Por: Cristina Rodríguez

Lo que hoy se discute en San Juan de la Maguana no es simplemente la explotación de un recurso mineral. Es una decisión estructural sobre el modelo de desarrollo de la República Dominicana en el siglo XXI, en un contexto global marcado por la crisis climática, la desigualdad territorial y la disputa por los recursos estratégicos.

San Juan no enfrenta una decisión económica aislada, sino una encrucijada donde convergen tres dimensiones fundamentales: sostenibilidad ambiental, justicia social y viabilidad económica territorial.

Evidencia empírica: crecimiento económico sin desarrollo equitativo

La República Dominicana ha mostrado un crecimiento sostenido en sectores extractivos y productivos; sin embargo, la evidencia demuestra que dicho crecimiento no siempre se traduce en bienestar territorial.

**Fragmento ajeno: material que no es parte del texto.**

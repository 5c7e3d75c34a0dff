use std::sync::Arc;
use url_audit::safe_browsing::{MockService, SafeBrowsingChecker};
use url_audit::scanner::{BatchScanner, ScanSummary};

#[tokio::main]
async fn main() -> anyhow::Result<()> {
    env_logger::init();

    println!("Testing mock scan functionality...");

    let checker = SafeBrowsingChecker::with_mock(Arc::new(MockService::demo()));

    println!("\n=== Test Case 1: clean URL, scheme added ===");
    let result = checker.check_url("example.com").await;
    println!("URL: {}", result.url);
    println!("Verdict: {:?}", result.verdict);

    println!("\n=== Test Case 2: malware test page ===");
    let result = checker
        .check_url("http://testsafebrowsing.appspot.com/s/malware.html")
        .await;
    println!("Verdict: {:?}", result.verdict);
    println!("Threats: {:?}", result.verdict.threats());

    println!("\n=== Test Case 3: unresolvable host ===");
    let result = checker
        .check_url("https://this-domain-does-not-exist.invalid")
        .await;
    println!("Verdict: {:?}", result.verdict);

    println!("\n=== Test Case 4: batch through the scanner ===");
    let urls = vec![
        "http://testsafebrowsing.appspot.com/s/malware.html".to_string(),
        "http://testsafebrowsing.appspot.com/s/phishing.html".to_string(),
        "https://this-domain-does-not-exist.invalid".to_string(),
        "https://example.com".to_string(),
    ];
    let mut scanner = BatchScanner::new(checker);
    scanner.start(urls)?;
    println!("Scanner busy: {}", scanner.is_busy());
    let results = scanner.wait().await?;
    for result in &results {
        println!("  {} -> {:?}", result.url, result.verdict);
    }
    let summary = ScanSummary::tally(&results);
    println!(
        "Summary: {} safe, {} flagged, {} errors",
        summary.safe, summary.flagged, summary.errors
    );

    println!("\n=== Mock Scan Testing Complete ===");
    Ok(())
}
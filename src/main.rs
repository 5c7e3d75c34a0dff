use clap::{Arg, Command};
use log::LevelFilter;
use std::process;
use std::sync::Arc;
use url_audit::config::Config;
use url_audit::safe_browsing::{CheckResult, MockService, SafeBrowsingChecker, Verdict};
use url_audit::scanner::{BatchScanner, ScanSummary};

#[tokio::main]
async fn main() {
    let matches = Command::new("url-audit")
        .version(env!("CARGO_PKG_VERSION"))
        .about("Checks URLs against the Google Safe Browsing v4 API")
        .arg(
            Arg::new("config")
                .short('c')
                .long("config")
                .value_name("FILE")
                .help("Configuration file path")
                .default_value("url-audit.yaml"),
        )
        .arg(
            Arg::new("generate-config")
                .long("generate-config")
                .value_name("FILE")
                .help("Generate a default configuration file")
                .action(clap::ArgAction::Set),
        )
        .arg(
            Arg::new("test-config")
                .long("test-config")
                .help("Test configuration validity")
                .action(clap::ArgAction::SetTrue),
        )
        .arg(
            Arg::new("list-categories")
                .long("list-categories")
                .help("List configured URL categories and exit")
                .action(clap::ArgAction::SetTrue),
        )
        .arg(
            Arg::new("category")
                .long("category")
                .value_name("NAME")
                .help("Scan all URLs in the named category")
                .action(clap::ArgAction::Set),
        )
        .arg(
            Arg::new("url")
                .short('u')
                .long("url")
                .value_name("URL")
                .help("Check a single URL")
                .action(clap::ArgAction::Set),
        )
        .arg(
            Arg::new("api-key")
                .long("api-key")
                .value_name("KEY")
                .help("Safe Browsing API key (overrides the configuration file)")
                .action(clap::ArgAction::Set),
        )
        .arg(
            Arg::new("demo")
                .long("demo")
                .help("Answer from a built-in directory of test pages, no network or API key needed")
                .action(clap::ArgAction::SetTrue),
        )
        .arg(
            Arg::new("verbose")
                .short('v')
                .long("verbose")
                .help("Enable verbose logging")
                .action(clap::ArgAction::SetTrue),
        )
        .get_matches();

    // Initialize logger based on verbose flag
    let log_level = if matches.get_flag("verbose") {
        LevelFilter::Debug
    } else {
        LevelFilter::Info
    };

    env_logger::Builder::from_default_env()
        .filter_level(log_level)
        .init();

    if let Some(generate_path) = matches.get_one::<String>("generate-config") {
        generate_default_config(generate_path);
        return;
    }

    let config_path = matches.get_one::<String>("config").unwrap();
    let mut config = match load_config(config_path) {
        Ok(config) => config,
        Err(e) => {
            eprintln!("Error loading configuration: {e}");
            process::exit(1);
        }
    };

    if let Some(key) = matches.get_one::<String>("api-key") {
        config.api_key = key.clone();
    }

    if matches.get_flag("test-config") {
        println!("🔍 Testing configuration...");
        println!();
        println!("Number of categories: {}", config.categories.len());
        for (i, category) in config.categories.iter().enumerate() {
            println!(
                "  Category {}: {} ({} URLs)",
                i + 1,
                category.name,
                category.urls.len()
            );
        }
        if config.api_key.is_empty() {
            println!("⚠️  No API key configured; scans need api_key or --api-key");
        }
        println!("✅ Configuration is valid");
        return;
    }

    if matches.get_flag("list-categories") {
        for category in &config.categories {
            println!("{} ({} URLs)", category.name, category.urls.len());
            for url in &category.urls {
                println!("  {url}");
            }
        }
        return;
    }

    let demo_mode = matches.get_flag("demo");

    let checker = if demo_mode {
        log::info!("Demo mode: answering from the built-in mock directory");
        SafeBrowsingChecker::with_mock(Arc::new(MockService::demo()))
    } else {
        if config.api_key.is_empty() {
            eprintln!("❌ No API key configured. Set api_key in {config_path} or pass --api-key.");
            process::exit(1);
        }
        match SafeBrowsingChecker::new(&config.api_key) {
            Ok(checker) => checker,
            Err(e) => {
                eprintln!("❌ Failed to create checker: {e}");
                process::exit(1);
            }
        }
    };

    if let Some(url) = matches.get_one::<String>("url") {
        if url.trim().is_empty() {
            eprintln!("❌ URL must not be empty");
            process::exit(1);
        }
        let result = checker.check_url(url).await;
        print_result(&result);
        return;
    }

    // Demo mode without an explicit selection scans the dangerous list
    let category_name = match matches.get_one::<String>("category") {
        Some(name) => name.clone(),
        None if demo_mode => "dangerous".to_string(),
        None => {
            eprintln!("Nothing to do. Pass --url, --category, or --demo.");
            process::exit(2);
        }
    };

    let category = match config.category(&category_name) {
        Some(category) => category.clone(),
        None => {
            eprintln!(
                "❌ Unknown category: {category_name}. Available: {}",
                config.category_names().join(", ")
            );
            process::exit(1);
        }
    };

    println!("🔍 Scanning category: {}", category.name);
    println!("═══════════════════════════════════════");

    let mut scanner = BatchScanner::new(checker);
    if let Err(e) = scanner.start(category.urls) {
        eprintln!("❌ Failed to start scan: {e}");
        process::exit(1);
    }
    let results = match scanner.wait().await {
        Ok(results) => results,
        Err(e) => {
            eprintln!("❌ Scan failed: {e}");
            process::exit(1);
        }
    };

    for result in &results {
        print_result(result);
    }
    print_summary(&results);
}

fn load_config(path: &str) -> anyhow::Result<Config> {
    if std::path::Path::new(path).exists() {
        Config::from_file(path)
    } else {
        log::warn!("Configuration file '{path}' not found, using default configuration");
        Ok(Config::default())
    }
}

fn generate_default_config(path: &str) {
    let config = Config::default();
    match config.to_file(path) {
        Ok(()) => {
            println!("Default configuration written to: {path}");
            println!("Please edit the configuration file to suit your needs.");
        }
        Err(e) => {
            eprintln!("Error writing configuration file: {e}");
            process::exit(1);
        }
    }
}

fn print_result(result: &CheckResult) {
    match &result.verdict {
        Verdict::Safe => println!("✅ Safe     {}", result.url),
        Verdict::Unsafe { threats } => {
            println!("⚠️  Flagged  {}", result.url);
            for threat in threats {
                println!("              - {threat}");
            }
        }
        Verdict::Error(e) => println!("❌ Error    {} ({e})", result.url),
    }
}

fn print_summary(results: &[CheckResult]) {
    let summary = ScanSummary::tally(results);
    println!();
    println!("📊 Scan summary");
    println!("═══════════════════════════════════════");
    println!("  Total URLs: {}", summary.total());
    println!("  ├─ Safe:    {}", summary.safe);
    println!("  ├─ Flagged: {}", summary.flagged);
    println!("  └─ Errors:  {}", summary.errors);
}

En Cotuí, la minería ha generado ingresos significativos. En 2025, las exportaciones mineras superaron los US$2,590 millones, representando uno de los principales rubros de exportación del país.

No obstante, estudios de organismos como el Programa de las Naciones Unidas para el Desarrollo y la Comisión Económica para América Latina y el Caribe han señalado que la riqueza extractiva en América Latina no garantiza automáticamente reducción de desigualdades ni desarrollo humano sostenible.

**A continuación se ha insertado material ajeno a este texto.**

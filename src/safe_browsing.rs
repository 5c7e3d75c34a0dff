use hickory_resolver::TokioAsyncResolver;
use reqwest::Client;
use serde::{Deserialize, Serialize};
use std::collections::{HashMap, HashSet};
use std::sync::atomic::{AtomicUsize, Ordering};
use std::sync::{Arc, Mutex};
use std::time::Duration;
use url::Url;

const THREAT_MATCHES_ENDPOINT: &str =
    "https://safebrowsing.googleapis.com/v4/threatMatches:find";

/// Fixed socket timeout applied to the DNS pre-flight and to each API request.
pub const REQUEST_TIMEOUT_SECONDS: u64 = 10;

/// Threat categories declared in every lookup request. Response labels are
/// passed through verbatim and are not validated against this list.
pub const THREAT_TYPES: [&str; 4] = [
    "MALWARE",
    "SOCIAL_ENGINEERING",
    "UNWANTED_SOFTWARE",
    "POTENTIALLY_HARMFUL_APPLICATION",
];

#[derive(Debug, Clone, PartialEq, thiserror::Error)]
pub enum CheckError {
    /// The host failed DNS resolution; no API request was made.
    #[error("Domain tidak valid atau tidak dapat diakses")]
    DomainInvalid,
    /// The API request failed: connection error, timeout, non-2xx status,
    /// or a response body that would not parse.
    #[error("Error: {0}")]
    Transport(String),
}

#[derive(Debug, Clone, PartialEq)]
pub enum Verdict {
    Safe,
    Unsafe { threats: Vec<String> },
    Error(CheckError),
}

impl Verdict {
    /// Threat labels for a flagged URL, in response order with duplicates
    /// preserved. Empty for `Safe` and `Error`.
    pub fn threats(&self) -> &[String] {
        match self {
            Verdict::Unsafe { threats } => threats,
            _ => &[],
        }
    }
}

/// Outcome of checking one URL. `url` is the normalized form that was
/// actually checked.
#[derive(Debug, Clone, PartialEq)]
pub struct CheckResult {
    pub url: String,
    pub verdict: Verdict,
}

/// Trim the input and prepend `https://` when no scheme prefix is present.
pub fn normalize_url(input: &str) -> String {
    let trimmed = input.trim();
    if trimmed.starts_with("http://") || trimmed.starts_with("https://") {
        trimmed.to_string()
    } else {
        format!("https://{trimmed}")
    }
}

fn host_of(url: &str) -> Option<String> {
    Url::parse(url).ok()?.host_str().map(|h| h.to_string())
}

#[derive(Debug, Serialize)]
#[serde(rename_all = "camelCase")]
struct ThreatMatchRequest {
    client: ClientInfo,
    threat_info: ThreatInfo,
}

#[derive(Debug, Serialize)]
#[serde(rename_all = "camelCase")]
struct ClientInfo {
    client_id: &'static str,
    client_version: &'static str,
}

#[derive(Debug, Serialize)]
#[serde(rename_all = "camelCase")]
struct ThreatInfo {
    threat_types: Vec<&'static str>,
    platform_types: Vec<&'static str>,
    threat_entry_types: Vec<&'static str>,
    threat_entries: Vec<ThreatEntry>,
}

#[derive(Debug, Serialize)]
struct ThreatEntry {
    url: String,
}

impl ThreatMatchRequest {
    fn for_url(url: &str) -> Self {
        Self {
            client: ClientInfo {
                client_id: env!("CARGO_PKG_NAME"),
                client_version: env!("CARGO_PKG_VERSION"),
            },
            threat_info: ThreatInfo {
                threat_types: THREAT_TYPES.to_vec(),
                platform_types: vec!["ANY_PLATFORM"],
                threat_entry_types: vec!["URL"],
                threat_entries: vec![ThreatEntry {
                    url: url.to_string(),
                }],
            },
        }
    }

    fn entry_url(&self) -> &str {
        &self.threat_info.threat_entries[0].url
    }
}

// An empty body `{}` deserializes to an empty match list.
#[derive(Debug, Default, Deserialize)]
struct ThreatMatchResponse {
    #[serde(default)]
    matches: Vec<ThreatMatch>,
}

#[derive(Debug, Deserialize)]
#[serde(rename_all = "camelCase")]
struct ThreatMatch {
    threat_type: String,
}

/// Canned stand-in for DNS and the threat-matching API, used by tests and
/// demo mode. Counts requests and records the last URL put on the wire so
/// callers can verify the fail-fast short-circuit and scheme normalization.
#[derive(Debug, Default)]
pub struct MockService {
    outcomes: HashMap<String, MockOutcome>,
    unresolvable: HashSet<String>,
    requests: AtomicUsize,
    last_entry_url: Mutex<Option<String>>,
}

#[derive(Debug, Clone)]
pub enum MockOutcome {
    /// 2xx with no matches.
    NoMatches,
    /// 2xx flagging the URL with these threat labels.
    Matches(Vec<String>),
    /// Non-2xx HTTP status.
    Status(u16),
    /// Request never completes within the timeout.
    Timeout,
}

impl MockService {
    pub fn new() -> Self {
        Self::default()
    }

    /// Directory of Google's Safe Browsing test pages, for demo runs that
    /// need no network or API key.
    pub fn demo() -> Self {
        Self::new()
            .respond_with(
                "http://testsafebrowsing.appspot.com/s/malware.html",
                MockOutcome::Matches(vec!["MALWARE".to_string()]),
            )
            .respond_with(
                "http://testsafebrowsing.appspot.com/s/phishing.html",
                MockOutcome::Matches(vec!["SOCIAL_ENGINEERING".to_string()]),
            )
            .respond_with(
                "http://testsafebrowsing.appspot.com/s/unwanted.html",
                MockOutcome::Matches(vec!["UNWANTED_SOFTWARE".to_string()]),
            )
            .refuse_resolution("this-domain-does-not-exist.invalid")
    }

    pub fn respond_with(mut self, url: &str, outcome: MockOutcome) -> Self {
        self.outcomes.insert(url.to_string(), outcome);
        self
    }

    pub fn refuse_resolution(mut self, host: &str) -> Self {
        self.unresolvable.insert(host.to_string());
        self
    }

    /// Number of API requests the mock has served. DNS pre-flight failures
    /// never reach the mock, so this doubles as the outbound-call counter.
    pub fn request_count(&self) -> usize {
        self.requests.load(Ordering::SeqCst)
    }

    /// The `threatEntries[0].url` value of the most recent request.
    pub fn last_entry_url(&self) -> Option<String> {
        self.last_entry_url.lock().unwrap().clone()
    }

    fn resolves(&self, host: &str) -> bool {
        !self.unresolvable.contains(host)
    }

    fn observe(&self, request: &ThreatMatchRequest) -> anyhow::Result<Vec<String>> {
        let url = request.entry_url();
        self.requests.fetch_add(1, Ordering::SeqCst);
        *self.last_entry_url.lock().unwrap() = Some(url.to_string());

        log::debug!("Mock response for {url}");
        match self.outcomes.get(url) {
            None | Some(MockOutcome::NoMatches) => Ok(Vec::new()),
            Some(MockOutcome::Matches(threats)) => Ok(threats.clone()),
            Some(MockOutcome::Status(code)) => {
                Err(anyhow::anyhow!("HTTP status {code} for url ({url})"))
            }
            Some(MockOutcome::Timeout) => Err(anyhow::anyhow!(
                "operation timed out after {REQUEST_TIMEOUT_SECONDS}s"
            )),
        }
    }
}

/// Client for the Safe Browsing v4 `threatMatches:find` endpoint. Stateless
/// beyond its HTTP client: one DNS resolution and at most one API request
/// per checked URL, nothing cached, nothing retried.
pub struct SafeBrowsingChecker {
    endpoint: String,
    http: Client,
    mock: Option<Arc<MockService>>,
}

impl SafeBrowsingChecker {
    pub fn new(api_key: &str) -> anyhow::Result<Self> {
        let http = Client::builder()
            .timeout(Duration::from_secs(REQUEST_TIMEOUT_SECONDS))
            .user_agent(format!("url-audit/{}", env!("CARGO_PKG_VERSION")))
            .build()?;

        Ok(Self {
            endpoint: format!("{THREAT_MATCHES_ENDPOINT}?key={api_key}"),
            http,
            mock: None,
        })
    }

    /// Checker that answers from the mock directory instead of performing
    /// real DNS lookups or API requests.
    pub fn with_mock(mock: Arc<MockService>) -> Self {
        Self {
            endpoint: String::new(),
            http: Client::new(),
            mock: Some(mock),
        }
    }

    /// Classify one URL. Never fails: DNS and transport problems come back
    /// as an `Error` verdict carrying the message to show the user.
    pub async fn check_url(&self, url: &str) -> CheckResult {
        let url = normalize_url(url);
        log::debug!("Checking URL: {url}");

        let host = match host_of(&url) {
            Some(host) => host,
            None => {
                log::debug!("No usable host in {url}");
                return CheckResult {
                    url,
                    verdict: Verdict::Error(CheckError::DomainInvalid),
                };
            }
        };

        if !self.domain_resolves(&host).await {
            return CheckResult {
                url,
                verdict: Verdict::Error(CheckError::DomainInvalid),
            };
        }

        let verdict = match self.query_threat_matches(&url).await {
            Ok(threats) if threats.is_empty() => Verdict::Safe,
            Ok(threats) => {
                log::info!("Threats found for {url}: {}", threats.join(", "));
                Verdict::Unsafe { threats }
            }
            Err(e) => {
                log::debug!("Lookup failed for {url}: {e}");
                Verdict::Error(CheckError::Transport(e.to_string()))
            }
        };

        CheckResult { url, verdict }
    }

    /// Check a batch strictly in order, one result per input URL. A failure
    /// for one URL never aborts the rest of the batch.
    pub async fn check_urls(&self, urls: &[String]) -> Vec<CheckResult> {
        let mut results = Vec::with_capacity(urls.len());
        for (idx, url) in urls.iter().enumerate() {
            log::info!("Checking {}/{}: {url}", idx + 1, urls.len());
            results.push(self.check_url(url).await);
        }
        results
    }

    async fn domain_resolves(&self, host: &str) -> bool {
        if let Some(mock) = &self.mock {
            return mock.resolves(host);
        }

        let resolver = match TokioAsyncResolver::tokio_from_system_conf() {
            Ok(resolver) => resolver,
            Err(e) => {
                log::warn!("Failed to create DNS resolver for {host}: {e}");
                return false;
            }
        };

        let lookup = resolver.lookup_ip(host);
        match tokio::time::timeout(Duration::from_secs(REQUEST_TIMEOUT_SECONDS), lookup).await {
            Ok(Ok(response)) => {
                let found = response.iter().next().is_some();
                if !found {
                    log::debug!("DNS lookup returned no IPs for {host}");
                }
                found
            }
            Ok(Err(e)) => {
                log::debug!("DNS lookup failed for {host}: {e}");
                false
            }
            Err(_) => {
                log::debug!("DNS lookup timed out for {host} after {REQUEST_TIMEOUT_SECONDS}s");
                false
            }
        }
    }

    async fn query_threat_matches(&self, url: &str) -> anyhow::Result<Vec<String>> {
        let payload = ThreatMatchRequest::for_url(url);

        if let Some(mock) = &self.mock {
            return mock.observe(&payload);
        }

        log::debug!("POST threatMatches:find for {url}");
        let response = self.http.post(&self.endpoint).json(&payload).send().await?;
        let body: ThreatMatchResponse = response.error_for_status()?.json().await?;

        Ok(body.matches.into_iter().map(|m| m.threat_type).collect())
    }
}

En Haina, uno de los principales polos industriales del país, persisten problemáticas de contaminación ambiental y desigualdad urbana, al punto de requerir intervenciones estatales de restauración ecológica en su cuenca hídrica. Este caso evidencia la externalización de costos ambientales en territorios productivos.

En Punta Cana, el turismo representa uno de los pilares económicos nacionales; sin embargo, informes de organismos internacionales han advertido sobre brechas en la distribución territorial de los beneficios del crecimiento turístico, especialmente en comunidades periféricas.